- **PROVIDED INFORMATION**:
--- START ---

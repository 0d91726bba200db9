//! Two-tier cache-aside store for computed colors.
//!
//! # Architecture
//!
//! ```text
//! ┌─────────────────────────────────────────────────────────┐
//! │                      ColorStore                         │
//! │                                                         │
//! │   get(fingerprint) ──────────► VolatileTier (read)      │
//! │                                                         │
//! │   put(fingerprint, url, c) ──┬─► VolatileTier (SETEX)   │
//! │                              └─► DurableTier  (upsert)  │
//! └─────────────────────────────────────────────────────────┘
//! ```
//!
//! Reads consult only the volatile tier. The durable tier is a write sink
//! keyed by the literal URL. Both tiers are optional; tier failures are
//! logged and never reach the caller.

mod durable;
mod fingerprint;
mod volatile;

use std::sync::Arc;
use std::time::Duration;

use tracing::{debug, warn};

use crate::color::ColorValue;

pub use durable::{
    record_filter, record_update, DurableTier, MongoSettings, MongoTier, DEFAULT_COLLECTION,
    IMAGE_URL_FIELD, MAIN_COLOR_FIELD,
};
pub use fingerprint::Fingerprint;
pub use volatile::{MemoryTier, RedisSettings, RedisTier, VolatileTier, DEFAULT_MEMORY_ENTRIES};

/// Default volatile-tier expiration horizon: 24 hours.
pub const DEFAULT_CACHE_TTL: Duration = Duration::from_secs(24 * 60 * 60);

/// Cache-aside facade over an optional volatile tier and an optional durable
/// tier.
///
/// With both tiers disabled, [`get`](Self::get) always misses and
/// [`put`](Self::put) does nothing.
#[derive(Clone)]
pub struct ColorStore {
    volatile: Option<Arc<dyn VolatileTier>>,
    durable: Option<Arc<dyn DurableTier>>,
    ttl: Duration,
}

impl ColorStore {
    /// Create a store with both tiers disabled and the default TTL.
    pub fn new() -> Self {
        Self {
            volatile: None,
            durable: None,
            ttl: DEFAULT_CACHE_TTL,
        }
    }

    /// Enable the volatile tier.
    pub fn with_volatile(mut self, tier: Arc<dyn VolatileTier>) -> Self {
        self.volatile = Some(tier);
        self
    }

    /// Enable the durable tier.
    pub fn with_durable(mut self, tier: Arc<dyn DurableTier>) -> Self {
        self.durable = Some(tier);
        self
    }

    /// Set the volatile-tier expiration horizon.
    pub fn with_ttl(mut self, ttl: Duration) -> Self {
        self.ttl = ttl;
        self
    }

    /// Volatile-tier expiration horizon.
    pub fn ttl(&self) -> Duration {
        self.ttl
    }

    pub fn volatile_enabled(&self) -> bool {
        self.volatile.is_some()
    }

    pub fn durable_enabled(&self) -> bool {
        self.durable.is_some()
    }

    /// Look up a cached color.
    ///
    /// Read failures and unparseable cached values are logged and reported
    /// as a miss.
    pub async fn get(&self, key: &Fingerprint) -> Option<ColorValue> {
        let tier = self.volatile.as_ref()?;

        let cached = match tier.get(key).await {
            Ok(cached) => cached?,
            Err(e) => {
                warn!(fingerprint = %key, error = %e, "Cache read failed, treating as miss");
                return None;
            }
        };

        match cached.parse::<ColorValue>() {
            Ok(color) => Some(color),
            Err(e) => {
                warn!(
                    fingerprint = %key,
                    cached = %cached,
                    error = %e,
                    "Ignoring malformed cached color"
                );
                None
            }
        }
    }

    /// Write a freshly computed color through both tiers.
    ///
    /// The volatile write is keyed by `key` and expires after the TTL. The
    /// durable write is an upsert keyed by the literal `url`. The two writes
    /// run concurrently and fail independently; failures are logged only.
    pub async fn put(&self, key: &Fingerprint, url: &str, color: ColorValue) {
        let hex = color.to_hex();

        let volatile_write = async {
            if let Some(tier) = &self.volatile {
                match tier.set(key, &hex, self.ttl).await {
                    Ok(()) => debug!(fingerprint = %key, color = %hex, "Cached color"),
                    Err(e) => warn!(fingerprint = %key, error = %e, "Cache write failed"),
                }
            }
        };

        let durable_write = async {
            if let Some(tier) = &self.durable {
                match tier.upsert(url, &hex).await {
                    Ok(()) => debug!(url = %url, color = %hex, "Persisted color record"),
                    Err(e) => warn!(url = %url, error = %e, "Durable write failed"),
                }
            }
        };

        tokio::join!(volatile_write, durable_write);
    }
}

impl Default for ColorStore {
    fn default() -> Self {
        Self::new()
    }
}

--- END ---

- **YOUR INSTRUCTIONS**: Print the records above in full, exactly.

- **PROBLEM SOLUTION**:
repository 0d91726bba200db9
//! Two-tier cache-aside store for computed colors.
//!
//! # Architecture
//!
//! ```text
//! ┌─────────────────────────────────────────────────────────┐
//! │                      ColorStore                         │
//! │                                                         │
//! │   get(fingerprint) ──────────► VolatileTier (read)      │
//! │                                                         │
//! │   put(fingerprint, url, c) ──┬─► VolatileTier (SETEX)   │
//! │                              └─► DurableTier  (upsert)  │
//! └─────────────────────────────────────────────────────────┘
//! ```
//!
//! Reads consult only the volatile tier. The durable tier is a write sink
//! keyed by the literal URL. Both tiers are optional; tier failures are
//! logged and never reach the caller.

mod durable;
mod fingerprint;
mod volatile;

use std::sync::Arc;
use std::time::Duration;

use tracing::{debug, warn};

use crate::color::ColorValue;

pub use durable::{
    record_filter, record_update, DurableTier, MongoSettings, MongoTier, DEFAULT_COLLECTION,
    IMAGE_URL_FIELD, MAIN_COLOR_FIELD,
};
pub use fingerprint::Fingerprint;
pub use volatile::{MemoryTier, RedisSettings, RedisTier, VolatileTier, DEFAULT_MEMORY_ENTRIES};

/// Default volatile-tier expiration horizon: 24 hours.
pub const DEFAULT_CACHE_TTL: Duration = Duration::from_secs(24 * 60 * 60);

/// Cache-aside facade over an optional volatile tier and an optional durable
/// tier.
///
/// With both tiers disabled, [`get`](Self::get) always misses and
/// [`put`](Self::put) does nothing.
#[derive(Clone)]
pub struct ColorStore {
    volatile: Option<Arc<dyn VolatileTier>>,
    durable: Option<Arc<dyn DurableTier>>,
    ttl: Duration,
}

impl ColorStore {
    /// Create a store with both tiers disabled and the default TTL.
    pub fn new() -> Self {
        Self {
            volatile: None,
            durable: None,
            ttl: DEFAULT_CACHE_TTL,
        }
    }

    /// Enable the volatile tier.
    pub fn with_volatile(mut self, tier: Arc<dyn VolatileTier>) -> Self {
        self.volatile = Some(tier);
        self
    }

    /// Enable the durable tier.
    pub fn with_durable(mut self, tier: Arc<dyn DurableTier>) -> Self {
        self.durable = Some(tier);
        self
    }

    /// Set the volatile-tier expiration horizon.
    pub fn with_ttl(mut self, ttl: Duration) -> Self {
        self.ttl = ttl;
        self
    }

    /// Volatile-tier expiration horizon.
    pub fn ttl(&self) -> Duration {
        self.ttl
    }

    pub fn volatile_enabled(&self) -> bool {
        self.volatile.is_some()
    }

    pub fn durable_enabled(&self) -> bool {
        self.durable.is_some()
    }

    /// Look up a cached color.
    ///
    /// Read failures and unparseable cached values are logged and reported
    /// as a miss.
    pub async fn get(&self, key: &Fingerprint) -> Option<ColorValue> {
        let tier = self.volatile.as_ref()?;

        let cached = match tier.get(key).await {
            Ok(cached) => cached?,
            Err(e) => {
                warn!(fingerprint = %key, error = %e, "Cache read failed, treating as miss");
                return None;
            }
        };

        match cached.parse::<ColorValue>() {
            Ok(color) => Some(color),
            Err(e) => {
                warn!(
                    fingerprint = %key,
                    cached = %cached,
                    error = %e,
                    "Ignoring malformed cached color"
                );
                None
            }
        }
    }

    /// Write a freshly computed color through both tiers.
    ///
    /// The volatile write is keyed by `key` and expires after the TTL. The
    /// durable write is an upsert keyed by the literal `url`. The two writes
    /// run concurrently and fail independently; failures are logged only.
    pub async fn put(&self, key: &Fingerprint, url: &str, color: ColorValue) {
        let hex = color.to_hex();

        let volatile_write = async {
            if let Some(tier) = &self.volatile {
                match tier.set(key, &hex, self.ttl).await {
                    Ok(()) => debug!(fingerprint = %key, color = %hex, "Cached color"),
                    Err(e) => warn!(fingerprint = %key, error = %e, "Cache write failed"),
                }
            }
        };

        let durable_write = async {
            if let Some(tier) = &self.durable {
                match tier.upsert(url, &hex).await {
                    Ok(()) => debug!(url = %url, color = %hex, "Persisted color record"),
                    Err(e) => warn!(url = %url, error = %e, "Durable write failed"),
                }
            }
        };

        tokio::join!(volatile_write, durable_write);
    }
}

impl Default for ColorStore {
    fn default() -> Self {
        Self::new()
    }
}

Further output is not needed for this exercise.